_Task description_. Only a number is expected in reply: the number of lines below that include the word "Copy".

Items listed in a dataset
+-------+

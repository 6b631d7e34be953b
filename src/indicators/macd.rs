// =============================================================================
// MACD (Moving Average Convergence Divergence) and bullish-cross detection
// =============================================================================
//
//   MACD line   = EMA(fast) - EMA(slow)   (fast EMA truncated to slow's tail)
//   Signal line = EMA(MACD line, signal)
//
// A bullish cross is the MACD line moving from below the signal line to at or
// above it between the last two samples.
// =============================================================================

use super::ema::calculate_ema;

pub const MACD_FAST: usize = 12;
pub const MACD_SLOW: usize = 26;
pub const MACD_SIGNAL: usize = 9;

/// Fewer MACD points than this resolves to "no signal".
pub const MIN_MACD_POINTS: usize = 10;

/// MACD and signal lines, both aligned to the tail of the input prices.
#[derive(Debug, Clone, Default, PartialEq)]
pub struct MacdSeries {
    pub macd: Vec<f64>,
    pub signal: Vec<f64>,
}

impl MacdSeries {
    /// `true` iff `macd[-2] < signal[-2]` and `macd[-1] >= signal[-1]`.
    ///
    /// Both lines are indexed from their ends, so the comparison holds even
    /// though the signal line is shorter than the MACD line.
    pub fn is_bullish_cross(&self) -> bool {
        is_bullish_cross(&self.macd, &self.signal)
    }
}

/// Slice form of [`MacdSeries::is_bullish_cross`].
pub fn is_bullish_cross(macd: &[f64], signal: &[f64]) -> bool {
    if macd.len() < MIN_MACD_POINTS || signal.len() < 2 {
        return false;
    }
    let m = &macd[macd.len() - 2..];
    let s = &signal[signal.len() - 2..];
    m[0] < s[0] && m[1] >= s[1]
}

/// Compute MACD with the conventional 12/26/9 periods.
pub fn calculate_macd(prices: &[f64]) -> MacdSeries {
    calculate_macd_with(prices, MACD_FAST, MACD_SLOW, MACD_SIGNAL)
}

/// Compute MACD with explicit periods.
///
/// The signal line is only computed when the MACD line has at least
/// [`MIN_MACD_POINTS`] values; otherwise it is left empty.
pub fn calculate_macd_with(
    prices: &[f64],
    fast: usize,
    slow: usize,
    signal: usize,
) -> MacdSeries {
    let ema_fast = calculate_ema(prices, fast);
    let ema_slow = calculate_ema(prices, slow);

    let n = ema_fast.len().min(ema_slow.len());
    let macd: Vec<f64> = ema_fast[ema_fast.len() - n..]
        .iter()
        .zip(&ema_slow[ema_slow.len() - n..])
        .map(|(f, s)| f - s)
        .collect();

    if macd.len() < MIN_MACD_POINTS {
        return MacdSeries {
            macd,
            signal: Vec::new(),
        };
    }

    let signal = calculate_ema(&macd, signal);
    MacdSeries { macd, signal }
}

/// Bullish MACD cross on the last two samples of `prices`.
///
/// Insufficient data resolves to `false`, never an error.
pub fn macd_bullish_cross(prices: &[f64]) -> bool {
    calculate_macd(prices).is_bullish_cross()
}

+-------+

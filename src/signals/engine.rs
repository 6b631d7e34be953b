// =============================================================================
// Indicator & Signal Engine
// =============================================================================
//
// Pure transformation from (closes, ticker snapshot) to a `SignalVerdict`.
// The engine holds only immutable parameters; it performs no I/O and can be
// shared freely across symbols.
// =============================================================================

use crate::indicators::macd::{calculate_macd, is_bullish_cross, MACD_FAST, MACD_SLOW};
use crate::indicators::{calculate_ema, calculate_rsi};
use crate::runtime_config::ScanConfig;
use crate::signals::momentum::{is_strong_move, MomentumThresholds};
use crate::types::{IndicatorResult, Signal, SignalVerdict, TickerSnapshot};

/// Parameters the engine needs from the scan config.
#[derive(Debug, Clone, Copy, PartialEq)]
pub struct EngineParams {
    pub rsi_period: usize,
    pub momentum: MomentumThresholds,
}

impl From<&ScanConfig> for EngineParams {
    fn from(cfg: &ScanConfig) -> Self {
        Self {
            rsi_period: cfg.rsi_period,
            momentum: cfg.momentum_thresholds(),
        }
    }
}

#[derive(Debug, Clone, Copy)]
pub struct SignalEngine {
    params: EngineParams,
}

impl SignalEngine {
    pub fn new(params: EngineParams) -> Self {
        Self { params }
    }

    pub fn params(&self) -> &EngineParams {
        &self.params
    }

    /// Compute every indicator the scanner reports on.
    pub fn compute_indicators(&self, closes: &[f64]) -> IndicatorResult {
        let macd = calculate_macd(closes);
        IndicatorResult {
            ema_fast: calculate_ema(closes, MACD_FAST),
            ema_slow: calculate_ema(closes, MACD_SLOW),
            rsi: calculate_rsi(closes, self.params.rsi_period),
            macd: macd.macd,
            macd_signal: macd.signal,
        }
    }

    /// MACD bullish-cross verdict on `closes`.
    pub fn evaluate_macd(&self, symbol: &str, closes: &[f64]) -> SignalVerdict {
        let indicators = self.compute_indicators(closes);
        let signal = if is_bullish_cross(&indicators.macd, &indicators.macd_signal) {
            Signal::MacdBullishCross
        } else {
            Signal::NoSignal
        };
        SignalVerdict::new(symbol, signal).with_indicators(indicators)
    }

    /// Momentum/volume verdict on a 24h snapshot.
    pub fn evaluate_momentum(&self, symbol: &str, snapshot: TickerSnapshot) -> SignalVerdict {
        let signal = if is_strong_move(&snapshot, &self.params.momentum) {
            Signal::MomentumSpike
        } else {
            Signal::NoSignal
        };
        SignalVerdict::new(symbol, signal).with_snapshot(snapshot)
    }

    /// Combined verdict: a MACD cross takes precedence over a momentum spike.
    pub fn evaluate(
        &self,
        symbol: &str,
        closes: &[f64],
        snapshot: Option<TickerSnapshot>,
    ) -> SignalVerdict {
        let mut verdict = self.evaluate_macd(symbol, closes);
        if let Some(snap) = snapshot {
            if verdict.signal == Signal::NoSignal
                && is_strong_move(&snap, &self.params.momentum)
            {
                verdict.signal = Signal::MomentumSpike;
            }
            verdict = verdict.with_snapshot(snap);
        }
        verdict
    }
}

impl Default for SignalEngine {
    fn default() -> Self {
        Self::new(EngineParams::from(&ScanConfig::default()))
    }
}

+-------+

_Answer for this exercise_. 2